Dr. Jay slowly shook his head. "That is true of so many of our vets. We are the only family they have left. But, call the son anyway and let him know where Mr. Miller stands. Maybe he'll drop by."
"We got nothin' to stop these guys," Goldstein said, "rifles and a couple of satchel charges. How's this gonna work?"
"Hey, what's that?" Koslowski pointed at two thin vertical bands of bright blue lights about fifty yards apart in front of them. Each band of light was twenty-five to thirty yards tall.
"Get down," Joe said. "It's gotta be the Krauts."
As the men watched, the lights brightened and spread until they came together, a giant blue movie screen set up in the middle of the forest. A deep throbbing hum emanated from somewhere.

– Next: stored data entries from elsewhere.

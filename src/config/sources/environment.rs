//! Environment variable source: SHALLOW__SECTION__KEY

use config::builder::DefaultState;
use config::ConfigBuilder;
use config::Environment;

/// Prefix for configuration environment variables.
pub const ENV_PREFIX: &str = "SHALLOW";

/// Add environment overrides to builder, e.g. `SHALLOW__RENDERER__BUFFER_CAPACITY=32`.
pub fn add_to_builder(builder: ConfigBuilder<DefaultState>) -> ConfigBuilder<DefaultState> {
    builder.add_source(
        Environment::with_prefix(ENV_PREFIX)
            .prefix_separator("__")
            .separator("__")
            .try_parsing(true),
    )
}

Something clicked. Hell, this is new. The dream has never gone this far before. I'm in two places at once. I'm here in the woods and back at the hospital too. Joe could feel his old body in the bed, but he was also freezing in the forest. It made no sense at all, but there was no time to think about it—too much was going on.

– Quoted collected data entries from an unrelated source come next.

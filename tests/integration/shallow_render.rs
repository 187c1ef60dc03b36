//! Integration tests for shallow rendering

use super::test_utils::{CountingRenderer, Dashboard, ThemedLabel};
use shallow_render::frame::{FrameKind, Placeholder, PlaceholderStyle};
use shallow_render::render::{RenderTreeBuilder, TreeBuilder};
use shallow_render::{
    shallow_render, shallow_render_with, ComponentDescriptor, Fragment, Frame, FrameFilter, Parameter,
    ParameterError, RenderError, Renderer, ShallowError, ShallowRenderer, TestRenderer,
};

fn theme() -> Parameter {
    Parameter::named_cascading("Theme", "dark".to_string())
}

fn placeholders(frames: &[Frame]) -> Vec<Placeholder> {
    frames
        .iter()
        .filter_map(|frame| match &frame.kind {
            FrameKind::Markup { markup } => Placeholder::parse(markup, &PlaceholderStyle::default()),
            _ => None,
        })
        .collect()
}

/// Scenario A: elements around a component survive, the component's subtree does not
#[test]
fn test_component_between_content_collapses() {
    let frames = vec![
        Frame::element(0, "div", 7),
        Frame::component(1, "Foo", 5),
        Frame::attribute(2, "Label", "x"),
        Frame::element(3, "p", 2),
        Frame::text(4, "foo internal"),
        Frame::markup(5, "<br/>"),
        Frame::text(6, "after"),
        Frame::none(),
        Frame::none(),
    ];

    let output = FrameFilter::default().filter(&frames).unwrap();

    assert_eq!(output.len(), 3);
    assert_eq!(output[0], Frame::element(0, "div", 7));
    assert_eq!(output[2], Frame::text(6, "after"));
    assert_eq!(placeholders(&output), vec![Placeholder::new("Foo", 5)]);
    assert!(output
        .iter()
        .all(|frame| !(2..=5).contains(&frame.sequence)));
}

/// Scenario B: a component nested inside a collapsed component never reaches the output
#[test]
fn test_nested_component_is_subsumed() {
    let mut frames = vec![Frame::component(0, "Outer", 10)];
    frames.push(Frame::element(1, "div", 9));
    frames.push(Frame::text(2, "outer text"));
    frames.push(Frame::component(3, "Inner", 4));
    for sequence in 4..7 {
        frames.push(Frame::text(sequence, "inner"));
    }
    for sequence in 7..10 {
        frames.push(Frame::text(sequence, "outer again"));
    }

    let output = FrameFilter::default().filter(&frames).unwrap();
    assert_eq!(placeholders(&output), vec![Placeholder::new("Outer", 10)]);
    assert_eq!(output.len(), 1);
}

#[test]
fn test_shallow_render_frames_keep_root_output() {
    let reduced = ShallowRenderer::new()
        .render_frames(&ComponentDescriptor::of::<Dashboard>(), &[theme()])
        .unwrap();

    assert_eq!(reduced[0], Frame::element(6, "main", 14));
    assert_eq!(reduced[1], Frame::element(7, "h1", 2));
    assert_eq!(reduced[2], Frame::text(8, "Dashboard"));
    assert_eq!(
        placeholders(&reduced),
        vec![Placeholder::new("Counter", 5), Placeholder::new("ThemedLabel", 4)]
    );
    assert_eq!(reduced[5], Frame::element(18, "footer", 2));
    assert_eq!(reduced[6], Frame::text(19, "end"));
    assert_eq!(reduced.len(), 7);

    assert!(!reduced.iter().any(|frame| matches!(
        &frame.kind,
        FrameKind::Element { name, .. } if name == "button" || name == "span"
    )));
}

#[test]
fn test_shallow_render_sees_cascading_values() {
    let reduced = ShallowRenderer::new()
        .render_frames(
            &ComponentDescriptor::of::<Dashboard>(),
            &[theme(), Parameter::cascading(42i32)],
        )
        .unwrap();

    assert!(reduced
        .iter()
        .any(|frame| frame.kind == FrameKind::Markup {
            markup: "<data value=\"42\"/>".to_string()
        }));
    assert!(reduced
        .iter()
        .all(|frame| frame.component_type_name().is_none()));
}

#[test]
fn test_direct_parameters_lead_reduced_frames() {
    let reduced = ShallowRenderer::new()
        .render_frames(
            &ComponentDescriptor::of::<Dashboard>(),
            &[Parameter::direct("Title", "Overview".to_string()), theme()],
        )
        .unwrap();

    assert!(matches!(
        &reduced[0].kind,
        FrameKind::Attribute { name, .. } if name == "Title"
    ));
    assert!(reduced
        .iter()
        .any(|frame| frame.kind == FrameKind::Text { text: "Overview".to_string() }));
}

#[test]
fn test_shallow_fragment_renders_under_host() {
    let fragment = shallow_render_with::<Dashboard>(&[theme()]).unwrap();
    let buffer = TestRenderer::new().render(&fragment).unwrap();
    let frames = buffer.logical_frames();

    assert_eq!(frames[0], Frame::component(0, "Dashboard", 8));
    assert_eq!(frames.len(), 8);
    assert_eq!(
        frames
            .iter()
            .filter(|frame| frame.component_type_name().is_some())
            .count(),
        1
    );

    // Fragments are replayable.
    let again = TestRenderer::new().render(&fragment).unwrap();
    assert_eq!(buffer, again);
}

/// Page embedding a shallow-rendered dashboard between two texts
fn page_with_shallow_dashboard() -> ComponentDescriptor {
    let dashboard = shallow_render_with::<Dashboard>(&[theme()]).unwrap();
    ComponentDescriptor::from_fn("Page", move |_, builder| {
        builder.open_element("div");
        builder.add_text("before");
        builder.add_content(&dashboard)?;
        builder.add_text("after");
        builder.close_element()
    })
}

#[test]
fn test_embedded_shallow_fragment_is_renumbered() {
    let fragment = Fragment::component(page_with_shallow_dashboard(), Vec::new());
    let buffer = TestRenderer::new().render(&fragment).unwrap();
    let frames = buffer.logical_frames();

    assert_eq!(frames.len(), 12);
    assert_eq!(frames[0], Frame::component(0, "Page", 12));
    assert_eq!(frames[1], Frame::element(1, "div", 11));
    assert_eq!(frames[3], Frame::component(3, "Dashboard", 8));
    assert_eq!(frames[4], Frame::element(4, "main", 7));
    assert_eq!(frames[5], Frame::element(5, "h1", 2));
    assert_eq!(frames[9], Frame::element(9, "footer", 2));
    assert_eq!(frames[11], Frame::text(11, "after"));
    assert!(frames
        .windows(2)
        .all(|pair| pair[0].sequence < pair[1].sequence));
}

#[test]
fn test_embedded_shallow_fragment_collapses_in_parent() {
    let reduced = ShallowRenderer::new()
        .render_frames(&page_with_shallow_dashboard(), &[])
        .unwrap();

    assert_eq!(reduced.len(), 4);
    assert_eq!(reduced[0], Frame::element(1, "div", 11));
    assert_eq!(reduced[1], Frame::text(2, "before"));
    assert_eq!(reduced[2].sequence, 3);
    assert_eq!(placeholders(&reduced), vec![Placeholder::new("Dashboard", 8)]);
    assert_eq!(reduced[3], Frame::text(11, "after"));
}

#[test]
fn test_missing_ambient_value_fails_render() {
    let err = shallow_render::<Dashboard>().unwrap_err();
    assert!(matches!(
        err,
        ShallowError::Render(RenderError::MissingCascadingValue { .. })
    ));
}

/// Scenario D through the shallow workflow: nothing is rendered
#[test]
fn test_null_cascading_value_fails_before_render() {
    let renderer = CountingRenderer::new();
    let shallow = ShallowRenderer::with_renderer(renderer, FrameFilter::default());

    let err = shallow
        .shallow_render(
            &ComponentDescriptor::of::<ThemedLabel>(),
            &[Parameter::new(Some("Theme".to_string()), None, true)],
        )
        .unwrap_err();

    assert!(matches!(
        err,
        ShallowError::Parameter(ParameterError::InvalidParameter { index: 0, .. })
    ));
    assert_eq!(shallow.renderer().renders.get(), 0);
}

#[test]
fn test_successful_shallow_render_renders_once() {
    let shallow = ShallowRenderer::with_renderer(CountingRenderer::new(), FrameFilter::default());
    shallow
        .shallow_render(&ComponentDescriptor::of::<Dashboard>(), &[theme()])
        .unwrap();
    assert_eq!(shallow.renderer().renders.get(), 1);
}

#[test]
fn test_comment_placeholders() {
    let shallow = ShallowRenderer::with_renderer(
        TestRenderer::new(),
        FrameFilter::new(PlaceholderStyle::Comment),
    );
    let reduced = shallow
        .render_frames(&ComponentDescriptor::of::<Dashboard>(), &[theme()])
        .unwrap();

    assert!(reduced.contains(&Frame::markup(9, "<!-- Counter -->")));
    assert!(reduced.contains(&Frame::markup(14, "<!-- ThemedLabel -->")));
}

#[test]
fn test_reduced_frames_can_be_appended_to_another_tree() {
    let reduced = ShallowRenderer::new()
        .render_frames(&ComponentDescriptor::of::<Dashboard>(), &[theme()])
        .unwrap();

    let mut builder = RenderTreeBuilder::new();
    builder.open_element("section");
    builder.close_element().unwrap();
    for frame in &reduced {
        builder.append_raw_frame(frame.clone());
    }
    let frames = builder.finish().unwrap();
    assert_eq!(&frames[1..], &reduced[..]);
}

The screen slowly opened like a doorway, showing a beautiful, spring day on the other side … and troops, lots of troops and odd-looking tanks.
The tanks were bigger and more powerful than any young Joe had ever seen. Flying machines resembling giant, mechanical dragonflies hovered like avenging angels above the tanks, providing air cover. The flying machines were armed with wicked-looking weapons: rockets and multiple-barrel machine guns.
I know those … Black Hawk helicopters and Abrams tanks … killer machines. What are they doing here, in 1944? They belong in the 90s—not here—not now. Their markings are all wrong.
"Hey," Koslowski said. "Those are our guys!"
"How's he doing?" Dr. Jayraj asked.
"Not good," Adeline said. "He's been spiking fevers all night and received two PRNs of morphine."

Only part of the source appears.